Unfortunately, we Hungarians, as with (almost) everything, overthink this too, and believe it will work and we'll make a good living from it. Unfortunately not — this won't work in 2019 anymore. Subsistence mining was already on its last legs in 2018 and simply ceased to exist by 2019.
Of course, people can be outraged now, saying what an idiot I am and what nonsense I'm writing, so anyone who thinks that should rather not read this post any further, as they won't want to understand what I'm trying to say.
Nowadays, alongside the ever-growing ranks of ASIC devices and individuals with serious financial resources, home mining is more of a hobby — perhaps hobby mining of a chosen cryptocurrency — rather than an activity that generates a reliable income source.
Lining up graphics cards wasn't a bad idea, and neither were the cryptocurrency creators' visions that first CPU, then later GPU mining would incentivize users to run nodes and maintain the network with their real computing power. And generally, to get them interested in the whole thing.
However, today, saying that whatever they come up with will happen, only Szállás.hu can pull that off with their terrible "it'll happen just like that, the Darabos family said so!" commercials. In reality, there will be one person who will have enough knowledge and money to create something that will generate far more profit for themselves than anyone else would ever have a chance at.

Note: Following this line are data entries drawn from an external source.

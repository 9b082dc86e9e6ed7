//! Slot of simultaneous events.
//!
//! All tickables of one TickContext start at the same tick and are
//! drawn stacked at the same x. So the slot reserves space of its
//! widest occupant, never the sum of them.
//!
//! Layout is done in two phases: [TickContext::measure] folds metrics
//! of the tickables, [TickContext::place] is called when every slot of
//! the pass knows its x. Both are idempotent, and adding a tickable
//! invalidates the measurement.
use derivative::Derivative;
use log::trace;

use crate::{
    error::{LayoutError, LayoutResult},
    primitives::{Duration, TickPosition},
    settings::LayoutSettings,
};

use super::{TickContextId, Tickable};

/// Folded widths of the slot.
#[derive(Debug, Default, PartialEq, Clone, Copy)]
pub struct TickContextMetrics {
    /// reserved width, without padding
    pub width: f64,
    pub note_width: f64,
    pub extra_left_width: f64,
    pub extra_right_width: f64,
}

/// Space of modifiers, that formatter adds between slots.
#[derive(Debug, Default, PartialEq, Clone, Copy)]
pub struct ExtraPixels {
    pub left: f64,
    pub right: f64,
    pub extra_left: f64,
    pub extra_right: f64,
}

#[derive(Derivative)]
#[derivative(Debug(bound = ""))]
pub struct TickContext<T> {
    id: TickContextId,
    current_tick: TickPosition,
    max_duration: Duration,
    min_duration: Option<Duration>,
    width: f64,
    padding: f64,
    pixels_used: f64,
    x: f64,
    note_width: f64,
    extra_left_width: f64,
    extra_right_width: f64,
    #[derivative(Debug = "ignore")]
    tickables: Vec<T>,
    ignore_ticks: bool,
    measured: bool,
    placed: bool,
}
impl<T: Tickable> TickContext<T> {
    pub fn new(id: TickContextId, current_tick: TickPosition) -> Self {
        Self::with_settings(id, current_tick, &LayoutSettings::default())
    }
    pub fn with_settings(
        id: TickContextId,
        current_tick: TickPosition,
        settings: &LayoutSettings,
    ) -> Self {
        Self {
            id,
            current_tick,
            max_duration: Duration::zero(),
            min_duration: None,
            width: 0.0,
            padding: settings.tick_context.padding,
            pixels_used: 0.0,
            x: 0.0,
            note_width: 0.0,
            extra_left_width: 0.0,
            extra_right_width: 0.0,
            tickables: Vec::new(),
            ignore_ticks: true,
            measured: false,
            placed: false,
        }
    }

    pub fn id(&self) -> TickContextId {
        self.id
    }
    pub fn current_tick(&self) -> TickPosition {
        self.current_tick
    }
    pub fn set_current_tick(&mut self, tick: TickPosition) -> &mut Self {
        self.current_tick = tick;
        self.measured = false;
        self
    }
    /// Longest duration of not ignored tickables.
    pub fn max_duration(&self) -> Duration {
        self.max_duration
    }
    /// Shortest duration of not ignored tickables, None if there are no
    /// such tickables yet.
    pub fn min_duration(&self) -> Option<Duration> {
        self.min_duration
    }
    /// True, until the first not ignored tickable is added.
    ///
    /// Formatter should not take such slot into time-based justification.
    pub fn should_ignore_ticks(&self) -> bool {
        self.ignore_ticks
    }
    pub fn is_measured(&self) -> bool {
        self.measured
    }
    pub fn is_placed(&self) -> bool {
        self.placed
    }
    pub fn x(&self) -> f64 {
        self.x
    }
    pub fn set_x(&mut self, x: f64) -> &mut Self {
        self.x = x;
        self
    }
    pub fn pixels_used(&self) -> f64 {
        self.pixels_used
    }
    pub fn set_pixels_used(&mut self, pixels_used: f64) -> &mut Self {
        self.pixels_used = pixels_used;
        self
    }
    pub fn padding(&self) -> f64 {
        self.padding
    }
    pub fn set_padding(&mut self, padding: f64) -> &mut Self {
        self.padding = padding;
        self
    }
    pub fn tickables(&self) -> &[T] {
        &self.tickables
    }
    /// Access to tickables for modification. The slot will be measured
    /// again.
    pub fn tickables_mut(&mut self) -> &mut [T] {
        self.measured = false;
        &mut self.tickables
    }
    pub fn center_aligned_tickables(&self) -> Vec<&T> {
        self.tickables
            .iter()
            .filter(|tickable| tickable.is_center_aligned())
            .collect()
    }

    pub fn metrics(&self) -> TickContextMetrics {
        TickContextMetrics {
            width: self.width,
            note_width: self.note_width,
            extra_left_width: self.extra_left_width,
            extra_right_width: self.extra_right_width,
        }
    }
    /// Width of the widest occupant with its extra space.
    pub fn reserved_width(&self) -> f64 {
        self.width
    }
    /// Width, that justification should allocate for the slot.
    pub fn reported_width(&self) -> f64 {
        self.width + self.padding * 2.0
    }

    /// Put tickable into the slot.
    ///
    /// # Example
    /// ```
    /// # use score_layout::formatting::{TickContext, TickContextId, Tickable, TickableMetrics};
    /// # use score_layout::primitives::Duration;
    /// struct Rest(Option<TickContextId>);
    /// impl Tickable for Rest {
    ///     fn duration(&self) -> Duration { Duration::new(1, 4).unwrap() }
    ///     fn metrics(&self) -> TickableMetrics { Default::default() }
    ///     fn assign_tick_context(&mut self, id: TickContextId) { self.0 = Some(id) }
    /// }
    /// let mut context = TickContext::new(TickContextId(0), Duration::zero());
    /// context.add_tickable(Rest(None)).unwrap();
    /// assert!(context.add_tickable(None::<Rest>).is_err());
    /// assert_eq!(context.tickables()[0].0, Some(TickContextId(0)));
    /// assert_eq!(context.min_duration(), Some(Duration::new(1, 4).unwrap()));
    /// assert!(!context.should_ignore_ticks());
    /// ```
    pub fn add_tickable(
        &mut self,
        tickable: impl Into<Option<T>>,
    ) -> LayoutResult<&mut Self> {
        let mut tickable = tickable.into().ok_or(LayoutError::InvalidArgument(
            "Invalid tickable added.".to_string(),
        ))?;
        if !tickable.should_ignore_ticks() {
            self.ignore_ticks = false;
            let duration = tickable.duration();
            if duration > self.max_duration {
                self.max_duration = duration;
            }
            match self.min_duration {
                None => self.min_duration = Some(duration),
                Some(min) if duration < min => self.min_duration = Some(duration),
                Some(_) => (),
            }
        }
        tickable.assign_tick_context(self.id);
        self.tickables.push(tickable);
        self.measured = false;
        Ok(self)
    }

    /// Measure tickables and reserve width of the widest one.
    pub fn measure(&mut self) -> &mut Self {
        if self.measured {
            return self;
        }
        self.note_width = 0.0;
        self.extra_left_width = 0.0;
        self.extra_right_width = 0.0;
        for tickable in self.tickables.iter_mut() {
            tickable.measure();
            let metrics = tickable.metrics();
            self.extra_left_width = self
                .extra_left_width
                .max(metrics.extra_left_width + metrics.modifier_left_width);
            self.extra_right_width = self
                .extra_right_width
                .max(metrics.extra_right_width + metrics.modifier_right_width);
            self.note_width = self.note_width.max(metrics.note_width);
        }
        self.width = self.note_width + self.extra_left_width + self.extra_right_width;
        self.measured = true;
        trace!(
            "tick context {:?} at {} measured: {:?}",
            self.id,
            self.current_tick,
            self.metrics()
        );
        self
    }

    /// Second phase, after all slots of the pass got their x.
    pub fn place(&mut self) -> &mut Self {
        if self.placed {
            return self;
        }
        self.placed = true;
        self
    }

    /// Left and right pixels, used by modifiers of tickables.
    pub fn extra_pixels(&self) -> ExtraPixels {
        let mut extra = ExtraPixels::default();
        for tickable in self.tickables.iter() {
            let metrics = tickable.metrics();
            extra.extra_left = extra.extra_left.max(metrics.extra_left_width);
            extra.extra_right = extra.extra_right.max(metrics.extra_right_width);
            if let Some(shift) = tickable.modifier_shift() {
                extra.left = extra.left.max(shift.left);
                extra.right = extra.right.max(shift.right);
            }
        }
        extra
    }
}
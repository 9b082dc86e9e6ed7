use thiserror;

#[derive(Debug, PartialEq, Clone, thiserror::Error)]
pub enum LayoutError {
    #[error("Invalid argument: {0}")]
    InvalidArgument(String),
    #[error("Too few notes for tuplet: expected at least 2, got {0}")]
    InsufficientNotes(usize),
    #[error("Can not draw without a render target: {0}")]
    MissingRenderTarget(String),
    #[error("Unsupported format: `{0}`")]
    UnsupportedFormat(String),
}
pub type LayoutResult<T> = Result<T, LayoutError>;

This is how it was back in the day with Bitmain's number one and two men who founded the company, and we're slowly reaching the point where there won't be an algorithm for which a Bitmain AntMiner machine doesn't exist. This is reality, and the most painful point is that even today, many people only focus on the price and don't bother with how much harder it is for a machine of a given performance today compared to, say, a year ago.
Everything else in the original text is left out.